With atypical features
– Mood can brighten temporarily in response to positive events.
– Increased appetite and hypersomnia, with weight gain.
– Marked sensitivity to rejection in relationships (rejection sensitivity).
With melancholic features (even if not classic as in pure MDD)
– Near-complete loss of pleasure in almost all activities.
– Mood does not significantly improve in response to external positive stimuli.
– Early-morning awakening, decreased appetite, intense guilt, and psychomotor changes.
With seasonal pattern
– The intermittent MDEs that occur on top of the PDD may follow a seasonal pattern (e.g., in winter).
Early onset / Late onset
– Onset before age 21 = early onset → often associated with personality traits, trauma, and family patterns.
– Onset after age 21 = late onset → more likely to involve biological factors, physical illness, or life events.
With pure dysthymic syndrome vs. with intermittent MDE
– Pure dysthymic syndrome = there has never been an MDE superimposed.

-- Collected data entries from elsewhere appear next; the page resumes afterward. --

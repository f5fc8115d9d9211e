//! 3D Vector
//!
//! Double-precision vector math for analytic effect positions.
//! Rotation helpers follow Rodrigues' formula; the yaw frame helpers map
//! an effect's local forward/right/up axes into world space.

use std::fmt;
use std::ops::{Add, AddAssign, Mul, Neg, Sub};
use serde::{Serialize, Deserialize};

/// Squared axis length below which two directions count as (anti-)parallel.
pub const PARALLEL_EPSILON: f64 = 1e-10;

/// 3D vector with f64 components.
#[derive(Clone, Copy, PartialEq, Default, Serialize, Deserialize)]
pub struct Vec3 {
    /// X component
    pub x: f64,
    /// Y component (world up)
    pub y: f64,
    /// Z component
    pub z: f64,
}

impl Vec3 {
    /// Zero vector
    pub const ZERO: Self = Self { x: 0.0, y: 0.0, z: 0.0 };

    /// All components one
    pub const ONE: Self = Self { x: 1.0, y: 1.0, z: 1.0 };

    /// World up (+Y)
    pub const UP: Self = Self { x: 0.0, y: 1.0, z: 0.0 };

    /// World +X
    pub const X: Self = Self { x: 1.0, y: 0.0, z: 0.0 };

    /// World +Z
    pub const Z: Self = Self { x: 0.0, y: 0.0, z: 1.0 };

    /// Create a new vector.
    #[inline]
    pub const fn new(x: f64, y: f64, z: f64) -> Self {
        Self { x, y, z }
    }

    /// Same value on every axis.
    #[inline]
    pub const fn splat(v: f64) -> Self {
        Self { x: v, y: v, z: v }
    }

    /// Scale by a scalar.
    #[inline]
    pub fn scale(self, s: f64) -> Self {
        Self::new(self.x * s, self.y * s, self.z * s)
    }

    /// Component-wise product.
    #[inline]
    pub fn mul_elem(self, other: Self) -> Self {
        Self::new(self.x * other.x, self.y * other.y, self.z * other.z)
    }

    /// Dot product.
    #[inline]
    pub fn dot(self, other: Self) -> f64 {
        self.x * other.x + self.y * other.y + self.z * other.z
    }

    /// Cross product.
    #[inline]
    pub fn cross(self, other: Self) -> Self {
        Self::new(
            self.y * other.z - self.z * other.y,
            self.z * other.x - self.x * other.z,
            self.x * other.y - self.y * other.x,
        )
    }

    /// Squared length (prefer this for comparisons).
    #[inline]
    pub fn length_squared(self) -> f64 {
        self.dot(self)
    }

    /// Length (magnitude).
    #[inline]
    pub fn length(self) -> f64 {
        self.length_squared().sqrt()
    }

    /// Squared distance to another point.
    #[inline]
    pub fn distance_squared(self, other: Self) -> f64 {
        (self - other).length_squared()
    }

    /// Distance to another point.
    #[inline]
    pub fn distance(self, other: Self) -> f64 {
        self.distance_squared(other).sqrt()
    }

    /// Normalize to unit length.
    /// Returns ZERO if length is zero.
    #[inline]
    pub fn normalize(self) -> Self {
        let len = self.length();
        if len == 0.0 {
            return Self::ZERO;
        }
        self.scale(1.0 / len)
    }

    /// Component-wise minimum.
    #[inline]
    pub fn min(self, other: Self) -> Self {
        Self::new(self.x.min(other.x), self.y.min(other.y), self.z.min(other.z))
    }

    /// Component-wise maximum.
    #[inline]
    pub fn max(self, other: Self) -> Self {
        Self::new(self.x.max(other.x), self.y.max(other.y), self.z.max(other.z))
    }

    /// Linear interpolation. t = 0 returns self, t = 1 returns other.
    #[inline]
    pub fn lerp(self, other: Self, t: f64) -> Self {
        self.scale(1.0 - t) + other.scale(t)
    }

    /// Sum of absolute components.
    #[inline]
    pub fn l1(self) -> f64 {
        self.x.abs() + self.y.abs() + self.z.abs()
    }

    /// True if every component is finite.
    #[inline]
    pub fn is_finite(self) -> bool {
        self.x.is_finite() && self.y.is_finite() && self.z.is_finite()
    }

    /// Rotate around a unit axis by `angle` radians (Rodrigues).
    pub fn rotate_around_axis(self, axis: Self, angle: f64) -> Self {
        let (sin, cos) = angle.sin_cos();
        self.scale(cos)
            + axis.cross(self).scale(sin)
            + axis.scale(axis.dot(self) * (1.0 - cos))
    }

    /// Rotate this vector onto the direction of `target`, keeping its length.
    ///
    /// Parallel inputs come back unchanged. Anti-parallel inputs are turned
    /// by π about an axis orthogonal to `self`.
    pub fn rotate_to(self, target: Self) -> Self {
        match Rotation::between(self, target) {
            Some(rotation) => rotation.apply(self),
            None => self,
        }
    }

    /// Map a local offset into world space for a body facing `yaw` degrees.
    ///
    /// Local +X is forward, local +Z is right, local +Y is up.
    pub fn relative_by_yaw(self, yaw: f32) -> Self {
        let (sin, cos) = (yaw as f64).to_radians().sin_cos();
        let forward = Self::new(-sin, 0.0, cos);
        let right = Self::new(-cos, 0.0, -sin);
        forward.scale(self.x) + right.scale(self.z) + Self::UP.scale(self.y)
    }
}

/// A minimal-angle rotation between two directions.
#[derive(Clone, Copy, Debug, PartialEq)]
pub struct Rotation {
    /// Unit rotation axis
    pub axis: Vec3,
    /// Angle in radians
    pub angle: f64,
}

impl Rotation {
    /// Rotation carrying the direction of `from` onto the direction of `to`.
    ///
    /// Returns `None` when no rotation is needed: the inputs are parallel or
    /// either one has zero length.
    pub fn between(from: Vec3, to: Vec3) -> Option<Self> {
        let a = from.normalize();
        let b = to.normalize();
        if a == Vec3::ZERO || b == Vec3::ZERO {
            return None;
        }

        let axis = a.cross(b);
        if axis.length_squared() < PARALLEL_EPSILON {
            if a.dot(b) > 0.0 {
                return None;
            }
            // Anti-parallel: any axis orthogonal to `from` works, pick the world
            // axis least aligned with it.
            let ortho = if a.x.abs() < 0.9 { Vec3::X } else { Vec3::UP };
            return Some(Self {
                axis: a.cross(ortho).normalize(),
                angle: std::f64::consts::PI,
            });
        }

        Some(Self {
            axis: axis.normalize(),
            angle: a.dot(b).clamp(-1.0, 1.0).acos(),
        })
    }

    /// Apply the rotation to a vector.
    #[inline]
    pub fn apply(self, v: Vec3) -> Vec3 {
        v.rotate_around_axis(self.axis, self.angle)
    }
}

impl Add for Vec3 {
    type Output = Self;
    #[inline]
    fn add(self, rhs: Self) -> Self {
        Self::new(self.x + rhs.x, self.y + rhs.y, self.z + rhs.z)
    }
}

impl AddAssign for Vec3 {
    #[inline]
    fn add_assign(&mut self, rhs: Self) {
        *self = *self + rhs;
    }
}

impl Sub for Vec3 {
    type Output = Self;
    #[inline]
    fn sub(self, rhs: Self) -> Self {
        Self::new(self.x - rhs.x, self.y - rhs.y, self.z - rhs.z)
    }
}

impl Mul<f64> for Vec3 {
    type Output = Self;
    #[inline]
    fn mul(self, rhs: f64) -> Self {
        self.scale(rhs)
    }
}

impl Neg for Vec3 {
    type Output = Self;
    #[inline]
    fn neg(self) -> Self {
        Self::new(-self.x, -self.y, -self.z)
    }
}

impl fmt::Debug for Vec3 {
    fn fmt(&self, f: &mut fmt::Formatter<'_>) -> fmt::Result {
        write!(f, "Vec3({:.4}, {:.4}, {:.4})", self.x, self.y, self.z)
    }
}

impl fmt::Display for Vec3 {
    fn fmt(&self, f: &mut fmt::Formatter<'_>) -> fmt::Result {
        write!(f, "({:.3}, {:.3}, {:.3})", self.x, self.y, self.z)
    }
}

// =============================================================================
// TESTS
// =============================================================================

– With intermittent MDE = there have been one or more superimposed MDEs.
And your specific specifier is without current episode = at present, the person has returned to the PDD-level baseline only.
🧬 Brain & Neurobiology — Neural and Neurobiological Mechanisms
This condition reflects a “brain that has learned sadness over the long term.”It is not just about short-lived, acute depressive episodes, but a brain that has gradually adapted until sadness becomes the default emotional mode.
People in this group tend to show brain patterns similar to those with both Persistent Depressive Disorder (PDD) and Recurrent Major Depression (MDD) —
meaning that the structure and connectivity of their brain are dysregulated across multiple systems at once.
🔹 1. Fronto-Limbic Dysregulation — Chronic Breakdown of the Balance Between “Emotion” and “Reason”
The limbic system (especially the amygdala) detects threat, processes emotion, and responds to emotionally salient stimuli.In a healthy brain, when the amygdala is activated, the prefrontal cortex (PFC) sends regulatory signals to calm it down.
In chronic depression, this regulatory system is “disconnected.”
Amygdala: shows hyperactivity to negative signals such as criticism, rejection, or even sad memories
→ This leads the brain to selectively focus on negative information (negative attentional bias).
Ventromedial PFC (vmPFC) and Dorsolateral PFC (dlPFC): show reduced activity
→ The brain is less able to “counterbalance” negative emotions with rational appraisal.
Anterior Cingulate Cortex (ACC): especially the subgenual ACC, often becomes overactive during chronic sadness
→ This locks emotional circuits into an “automatic sadness mode,” even in the absence of a concrete trigger.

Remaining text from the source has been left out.